Rep. Mike McCaul discusses his cyberthreat information sharing bill.
A consensus exists in Congress, the White House and industry that government and the private sector must share cyberthreat information to defend against cyber-attacks and that companies need liability protection to be assured that they won't be sued for sharing cyberthreat information.
Some privacy and civil liberties advocates have voiced opposition to CISA, the Senate intelligence panel bill, contending it would allow the National Security Agency and other intelligence services to gain access to cyberthreat information that exposes the personal information of U.S. citizens. The sponsors of CISA say they've modified the bill to provide privacy protections.
McCaul says his legislation would require the scrubbing of personally identifiable information being shared with the government so Americans don't have their sensitive information exposed. It also would require the government to destroy shared personal information that's unrelated to cybersecurity risks or incidents.

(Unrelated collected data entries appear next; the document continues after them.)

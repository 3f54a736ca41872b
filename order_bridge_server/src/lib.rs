//! # Order bridge server
//! The HTTP front-end of the order bridge. It is responsible for:
//! * Listening for incoming order webhooks from Shopify, gating them on a per-connector HMAC
//!   signature, and feeding them to the sync engine.
//! * Exposing connector management and import endpoints under `/api`.
//! * Running the scheduled import worker.
//!
//! ## Configuration
//! The server is configured via environment variables (`OBR_HOST`, `OBR_PORT`,
//! `OBR_DATABASE_URL`, `OBR_AUTO_IMPORT`, `OBR_AUTO_IMPORT_INTERVAL_SECS`). See [config] for
//! details.
//!
//! ## Routes
//! * `GET /health`: liveness check.
//! * `POST /shopify/webhook`: the order-event webhook.
//! * `POST /api/connectors`, `GET /api/connectors/{id}`, `DELETE /api/connectors/{id}`:
//!   connector management.
//! * `GET /api/connectors/{id}/test`: upstream connection test.
//! * `POST /api/connectors/{id}/import`: manual import.
//! * `POST /api/import/cron`: scheduled-import entry point for external schedulers.

pub mod config;
pub mod data_objects;
pub mod errors;
pub mod helpers;
pub mod import_worker;
pub mod integrations;
pub mod routes;
pub mod server;
pub mod shopify_routes;

#[cfg(test)]
mod endpoint_tests;
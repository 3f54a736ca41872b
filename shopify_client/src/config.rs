use obr_common::Secret;

pub const DEFAULT_API_VERSION: &str = "2023-10";
const CANONICAL_DOMAIN_SUFFIX: &str = ".myshopify.com";

/// Connection settings for a single Shopify store. These come from the connector record, not from
/// the environment: the bridge can serve several stores at once.
#[derive(Debug, Clone, Default)]
pub struct ShopifyConfig {
    /// The store domain, e.g. "my-shop.myshopify.com"
    pub shop: String,
    pub access_token: Secret<String>,
    pub api_version: String,
}

impl ShopifyConfig {
    pub fn new(shop: &str, access_token: Secret<String>, api_version: &str) -> Self {
        let api_version = if api_version.is_empty() { DEFAULT_API_VERSION } else { api_version };
        Self { shop: normalize_store_url(shop), access_token, api_version: api_version.into() }
    }
}

/// Normalizes a user-supplied store URL: trimmed, lowercased, and suffixed with the canonical
/// `.myshopify.com` domain if the value contains no dot at all.
pub fn normalize_store_url(url: &str) -> String {
    let url = url.trim().to_lowercase();
    if url.contains('.') {
        url
    } else {
        format!("{url}{CANONICAL_DOMAIN_SUFFIX}")
    }
}

#[cfg(test)]
mod test {
    use super::*;

    #[test]
    fn store_url_normalization() {
        assert_eq!(normalize_store_url("MyStore"), "mystore.myshopify.com");
        assert_eq!(normalize_store_url("  mystore.myshopify.com "), "mystore.myshopify.com");
        assert_eq!(normalize_store_url("shop.example.com"), "shop.example.com");
        assert_eq!(normalize_store_url("MYSTORE.MYSHOPIFY.COM"), "mystore.myshopify.com");
    }
}
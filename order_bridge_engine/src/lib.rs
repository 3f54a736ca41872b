//! # Order bridge engine
//!
//! The storage and sync core of the order bridge. This crate knows nothing about HTTP or the
//! store's wire format; it receives normalized [`sync_types::NewOrderPayload`] values and keeps
//! the back-office ledger consistent with them.
//!
//! The main pieces are:
//! * [`traits::OrderLedgerDatabase`] - the backend contract,
//! * [`sqlite`] - the SQLite implementation of that contract,
//! * [`OrderSyncApi`] - the order upsert / reconcile / cancel workflow,
//! * [`ConnectorApi`] - connector registration and sync bookkeeping.

pub mod db_types;
pub mod sync_types;
pub mod traits;

#[cfg(feature = "sqlite")]
pub mod sqlite;

mod sync_api;

#[cfg(feature = "sqlite")]
pub use sqlite::SqliteDatabase;
pub use sync_api::{ConnectorApi, OrderSyncApi};
//! A thin, typed client for the Shopify Admin REST API.
//!
//! The client covers the slice of the API that the order bridge needs: fetching shop metadata
//! (connection tests), and draining the orders collection page by page using Shopify's
//! `Link`-header cursor pagination. Authentication uses a static per-store access token header.

mod api;
mod config;
mod error;
mod order;
mod shop;

pub mod helpers;

pub use api::{OrderPage, OrderPageFilter, ShopifyApi, ORDERS_PAGE_LIMIT};
pub use config::{normalize_store_url, ShopifyConfig};
pub use error::ShopifyApiError;
pub use order::{ShopifyAddress, ShopifyCustomer, ShopifyLineItem, ShopifyOrder, ShopifyShippingLine};
pub use shop::ShopifyShop;
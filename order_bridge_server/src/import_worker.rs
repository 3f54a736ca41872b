use chrono::{Duration, Utc};
use log::*;
use order_bridge_engine::{db_types::ConnectorConfig, traits::OrderLedgerDatabase, SqliteDatabase};
use tokio::task::JoinHandle;

use crate::integrations::importer::{api_for_connector, import_with_bookkeeping};

/// Starts the scheduled import worker. Do not await the returned JoinHandle, as it will run
/// indefinitely.
///
/// Every tick, each active auto-import connector whose `import_interval_minutes` has elapsed
/// since its watermark gets a full import run. Connector runs are sequential within a tick; the
/// idempotent upsert makes overlap with webhook deliveries or a manual import harmless.
pub fn start_import_worker(db: SqliteDatabase, interval: std::time::Duration) -> JoinHandle<()> {
    tokio::spawn(async move {
        let mut timer = tokio::time::interval(interval);
        info!("🕰️ Scheduled order import worker started");
        loop {
            timer.tick().await;
            let connectors = match db.fetch_auto_import_connectors().await {
                Ok(connectors) => connectors,
                Err(e) => {
                    error!("🕰️ Could not fetch connectors for the import sweep: {e}");
                    continue;
                },
            };
            let due = connectors.into_iter().filter(is_due).collect::<Vec<_>>();
            if due.is_empty() {
                trace!("🕰️ No connectors due for import");
                continue;
            }
            info!("🕰️ Running scheduled import for {} connectors", due.len());
            for connector in due {
                let api = match api_for_connector(&connector) {
                    Ok(api) => api,
                    Err(e) => {
                        error!("🕰️ Connector {} has an unusable configuration: {e}", connector.id);
                        continue;
                    },
                };
                // Failures are recorded on the connector and retried on the next due tick.
                match import_with_bookkeeping(&db, &api, &connector).await {
                    Ok(summary) => {
                        info!(
                            "🕰️ Connector {}: {} orders imported, {} skipped",
                            connector.id, summary.imported, summary.skipped
                        );
                    },
                    Err(e) => {
                        error!("🕰️ Scheduled import for connector {} failed: {e}", connector.id);
                    },
                }
            }
        }
    })
}

fn is_due(connector: &ConnectorConfig) -> bool {
    match connector.last_order_import {
        None => true,
        Some(watermark) => watermark + Duration::minutes(connector.import_interval_minutes) <= Utc::now(),
    }
}
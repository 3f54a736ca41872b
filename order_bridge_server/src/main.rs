use dotenvy::dotenv;
use log::info;
use order_bridge_server::{config::ServerConfig, server::run_server};

#[actix_web::main]
async fn main() {
    dotenv().ok();
    env_logger::init();
    let config = ServerConfig::from_env_or_default();

    info!("🚀️ Starting order bridge server on {}:{}", config.host, config.port);
    match run_server(config).await {
        Ok(_) => println!("Bye!"),
        Err(e) => eprintln!("{e}"),
    }
}
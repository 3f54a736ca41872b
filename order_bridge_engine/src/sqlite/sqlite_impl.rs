//! `SqliteDatabase` is the concrete SQLite implementation of the order ledger backend.
use std::fmt::Debug;

use chrono::{DateTime, Utc};
use log::*;
use sqlx::SqlitePool;

use super::db::{connectors, customers, db_url, items, new_pool, orders};
use crate::{
    db_types::{
        ConnectorConfig,
        Customer,
        FinancialStatus,
        FulfillmentStatus,
        Item,
        NewConnectorConfig,
        Order,
        OrderId,
        OrderLine,
        OrderState,
        SyncStatus,
    },
    sqlite::db::orders::NewOrderRecord,
    sync_types::{CancelOutcome, NewOrderPayload, UpsertOutcome},
    traits::{OrderLedgerDatabase, OrderLedgerError},
};

#[derive(Clone)]
pub struct SqliteDatabase {
    url: String,
    pool: SqlitePool,
}

impl Debug for SqliteDatabase {
    fn fmt(&self, f: &mut std::fmt::Formatter<'_>) -> std::fmt::Result {
        writeln!(f, "SqliteDatabase ({:?})", self.pool)
    }
}

impl SqliteDatabase {
    /// Connects to the database given by the `OBR_DATABASE_URL` environment variable.
    pub async fn new(max_connections: u32) -> Result<Self, sqlx::Error> {
        let url = db_url();
        Self::new_with_url(&url, max_connections).await
    }

    pub async fn new_with_url(url: &str, max_connections: u32) -> Result<Self, sqlx::Error> {
        let pool = new_pool(url, max_connections).await?;
        Ok(Self { url: url.to_string(), pool })
    }

    pub fn pool(&self) -> &SqlitePool {
        &self.pool
    }

    /// Opens a transaction that holds SQLite's write lock from the first statement.
    ///
    /// sqlx issues a deferred `BEGIN`, so a transaction that reads before its first write has to
    /// upgrade its read snapshot mid-flight, and that upgrade fails with `SQLITE_BUSY_SNAPSHOT`
    /// once the pool has more than one connection. The no-op `UPDATE` makes the transaction a
    /// writer immediately, the same effect as `BEGIN IMMEDIATE`.
    async fn begin_write(&self) -> Result<sqlx::Transaction<'static, sqlx::Sqlite>, sqlx::Error> {
        let mut tx = self.pool.begin().await?;
        sqlx::query("UPDATE connectors SET id = id WHERE 0").execute(&mut *tx).await?;
        Ok(tx)
    }

    /// Reconciles the statuses of an order that is known to exist already.
    async fn reconcile_existing(&self, payload: &NewOrderPayload) -> Result<(Order, UpsertOutcome), OrderLedgerError> {
        let mut tx = self.begin_write().await?;
        let existing = orders::fetch_order_by_shopify_id(&payload.order_id, &mut tx)
            .await?
            .ok_or_else(|| OrderLedgerError::OrderNotFound(payload.order_id.clone()))?;
        let (order, changed) =
            orders::reconcile_statuses(&existing, payload.financial_status, payload.fulfillment_status, &mut tx).await?;
        tx.commit().await?;
        Ok((order, UpsertOutcome::Reconciled { changed }))
    }
}

impl OrderLedgerDatabase for SqliteDatabase {
    fn url(&self) -> &str {
        self.url.as_str()
    }

    async fn fetch_connector(&self, id: i64) -> Result<Option<ConnectorConfig>, OrderLedgerError> {
        let mut conn = self.pool.acquire().await?;
        Ok(connectors::fetch_connector(id, &mut conn).await?)
    }

    async fn fetch_active_connector_for_domain(&self, domain: &str) -> Result<Option<ConnectorConfig>, OrderLedgerError> {
        let mut conn = self.pool.acquire().await?;
        Ok(connectors::fetch_active_by_domain(domain, &mut conn).await?)
    }

    async fn fetch_auto_import_connectors(&self) -> Result<Vec<ConnectorConfig>, OrderLedgerError> {
        let mut conn = self.pool.acquire().await?;
        Ok(connectors::fetch_auto_import(&mut conn).await?)
    }

    async fn insert_connector(&self, connector: NewConnectorConfig) -> Result<ConnectorConfig, OrderLedgerError> {
        let mut conn = self.pool.acquire().await?;
        let connector = connectors::insert_connector(connector, &mut conn).await?;
        info!("🛍️ Connector {} registered for store {}", connector.id, connector.store_url);
        Ok(connector)
    }

    async fn deactivate_connector(&self, id: i64) -> Result<(), OrderLedgerError> {
        let mut conn = self.pool.acquire().await?;
        connectors::deactivate(id, &mut conn).await
    }

    async fn record_sync_result(&self, id: i64, status: SyncStatus, message: &str) -> Result<(), OrderLedgerError> {
        let mut conn = self.pool.acquire().await?;
        connectors::record_sync_result(id, status, message, &mut conn).await
    }

    async fn mark_import_complete(
        &self,
        id: i64,
        imported: i64,
        watermark: DateTime<Utc>,
    ) -> Result<(), OrderLedgerError> {
        let mut conn = self.pool.acquire().await?;
        connectors::mark_import_complete(id, imported, watermark, &mut conn).await
    }

    async fn upsert_order(
        &self,
        connector: &ConnectorConfig,
        payload: &NewOrderPayload,
    ) -> Result<(Order, UpsertOutcome), OrderLedgerError> {
        let mut tx = self.begin_write().await?;
        if let Some(existing) = orders::fetch_order_by_shopify_id(&payload.order_id, &mut tx).await? {
            let (order, changed) =
                orders::reconcile_statuses(&existing, payload.financial_status, payload.fulfillment_status, &mut tx)
                    .await?;
            tx.commit().await?;
            return Ok((order, UpsertOutcome::Reconciled { changed }));
        }
        let customer = customers::resolve_customer(connector, payload, &mut tx).await?;
        let shipping_address_id =
            customers::ensure_delivery_address(&customer, payload.shipping_address.as_ref(), &mut tx).await?;
        let record = NewOrderRecord {
            connector_id: connector.id,
            shopify_order_id: payload.order_id.clone(),
            order_number: payload.order_number.clone(),
            note: payload.note.clone(),
            financial_status: payload.financial_status,
            fulfillment_status: payload.fulfillment_status,
            customer_id: customer.id,
            shipping_address_id,
            created_at: payload.created_at,
        };
        match orders::try_insert_order(record, &mut tx).await? {
            Some(order) => {
                for line in &payload.line_items {
                    let item = items::resolve_item(connector, line, &mut tx).await?;
                    orders::insert_line(
                        order.id,
                        item.id,
                        Some(line.shopify_line_item_id.as_str()),
                        &line.name,
                        line.quantity,
                        line.unit_price,
                        &mut tx,
                    )
                    .await?;
                }
                if !payload.shipping_lines.is_empty() {
                    let shipping = items::shipping_item(&mut tx).await?;
                    for line in &payload.shipping_lines {
                        orders::insert_line(order.id, shipping.id, None, &line.title, 1, line.price, &mut tx).await?;
                    }
                }
                tx.commit().await?;
                debug!("🗃️ Order [{}] created with id {}", order.shopify_order_id, order.id);
                Ok((order, UpsertOutcome::Created))
            },
            None => {
                // Lost a concurrent-create race on the UNIQUE key. Discard our half-built
                // customer and address work and reconcile against the winner instead.
                tx.rollback().await?;
                debug!("🗃️ Order [{}] was created concurrently. Reconciling.", payload.order_id);
                self.reconcile_existing(payload).await
            },
        }
    }

    async fn confirm_order(&self, order_id: i64) -> Result<Order, OrderLedgerError> {
        let mut tx = self.begin_write().await?;
        let order =
            orders::fetch_order_by_id(order_id, &mut tx).await?.ok_or(OrderLedgerError::OrderIdNotFound(order_id))?;
        if order.state != OrderState::Draft {
            return Err(OrderLedgerError::InvalidStateTransition { from: order.state, to: OrderState::Confirmed });
        }
        let order = orders::set_state(order_id, OrderState::Confirmed, &mut tx).await?;
        tx.commit().await?;
        info!("🗃️ Order [{}] confirmed", order.shopify_order_id);
        Ok(order)
    }

    async fn cancel_order(&self, order_id: &OrderId) -> Result<CancelOutcome, OrderLedgerError> {
        let mut tx = self.begin_write().await?;
        let Some(order) = orders::fetch_order_by_shopify_id(order_id, &mut tx).await? else {
            debug!("🗃️ Cancellation for unknown order [{order_id}]. Nothing to do.");
            return Ok(CancelOutcome::NotFound);
        };
        if order.state.is_terminal() {
            debug!("🗃️ Order [{order_id}] is already {}. Keeping its state.", order.state);
        } else {
            orders::set_state(order.id, OrderState::Cancelled, &mut tx).await?;
        }
        // The store's view is recorded regardless of our workflow state.
        let order =
            orders::update_statuses(order.id, FinancialStatus::Voided, FulfillmentStatus::Restocked, &mut tx).await?;
        tx.commit().await?;
        info!("🗃️ Order [{}] cancelled", order.shopify_order_id);
        Ok(CancelOutcome::Cancelled(order))
    }

    async fn fetch_order_by_shopify_id(&self, order_id: &OrderId) -> Result<Option<Order>, OrderLedgerError> {
        let mut conn = self.pool.acquire().await?;
        Ok(orders::fetch_order_by_shopify_id(order_id, &mut conn).await?)
    }

    async fn fetch_lines_for_order(&self, order_id: i64) -> Result<Vec<OrderLine>, OrderLedgerError> {
        let mut conn = self.pool.acquire().await?;
        Ok(orders::fetch_lines_for_order(order_id, &mut conn).await?)
    }

    async fn fetch_customer(&self, id: i64) -> Result<Option<Customer>, OrderLedgerError> {
        let mut conn = self.pool.acquire().await?;
        Ok(customers::fetch_customer_by_id(id, &mut conn).await?)
    }

    async fn fetch_customer_by_email(&self, email: &str) -> Result<Option<Customer>, OrderLedgerError> {
        let mut conn = self.pool.acquire().await?;
        Ok(customers::fetch_customer_by_email(email, &mut conn).await?)
    }

    async fn fetch_item_by_sku(&self, sku: &str) -> Result<Option<Item>, OrderLedgerError> {
        let mut conn = self.pool.acquire().await?;
        Ok(items::fetch_item_by_sku(sku, &mut conn).await?)
    }

    async fn fetch_order_count(&self, connector_id: i64) -> Result<i64, OrderLedgerError> {
        let mut conn = self.pool.acquire().await?;
        Ok(orders::count_for_connector(connector_id, &mut conn).await?)
    }
}
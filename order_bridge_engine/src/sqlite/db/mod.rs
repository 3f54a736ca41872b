//! # Low-level SQLite database methods
//!
//! All interactions here are simple functions (rather than stateful structs) that accept a
//! `&mut SqliteConnection` argument. Callers can obtain a connection from a pool, or create an
//! atomic transaction as the need arises and pass `&mut *tx` without any other changes.
use std::{env, str::FromStr, time::Duration};

use log::info;
use sqlx::{
    sqlite::{SqliteConnectOptions, SqlitePoolOptions},
    Error as SqlxError,
    SqlitePool,
};

pub mod connectors;
pub mod customers;
pub mod items;
pub mod orders;

const SQLITE_DB_URL: &str = "sqlite://data/order_bridge.db";

pub fn db_url() -> String {
    let result = env::var("OBR_DATABASE_URL").unwrap_or_else(|_| {
        info!("OBR_DATABASE_URL is not set. Using the default.");
        SQLITE_DB_URL.to_string()
    });
    info!("Using database URL: {result}");
    result
}

/// The busy timeout makes a writer queue behind SQLite's single write lock instead of failing
/// straight away when another pooled connection holds it.
pub async fn new_pool(url: &str, max_connections: u32) -> Result<SqlitePool, SqlxError> {
    let options = SqliteConnectOptions::from_str(url)?.busy_timeout(Duration::from_secs(5));
    let pool = SqlitePoolOptions::new().max_connections(max_connections).connect_with(options).await?;
    Ok(pool)
}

Built-In Privacy Oversight
Because NCCIC is a unit of DHS, it can offer added privacy protections, the Congressman says. "DHS has some of the strongest privacy protection mechanisms in the federal government and has the first statutorily established privacy office," he says. "Such built-in privacy oversight is an important reason why DHS is the leading civilian interface for these exchanges. In fact, privacy advocates have already endorsed NCCIC's role as an information sharing portal."
McCaul says he expects the Homeland Security Committee will review and approve his bill within the next two weeks, and he hopes the full House would consider it by the end of April. CISA sponsors say they hope to get a floor vote in the Senate on their bill by mid-April.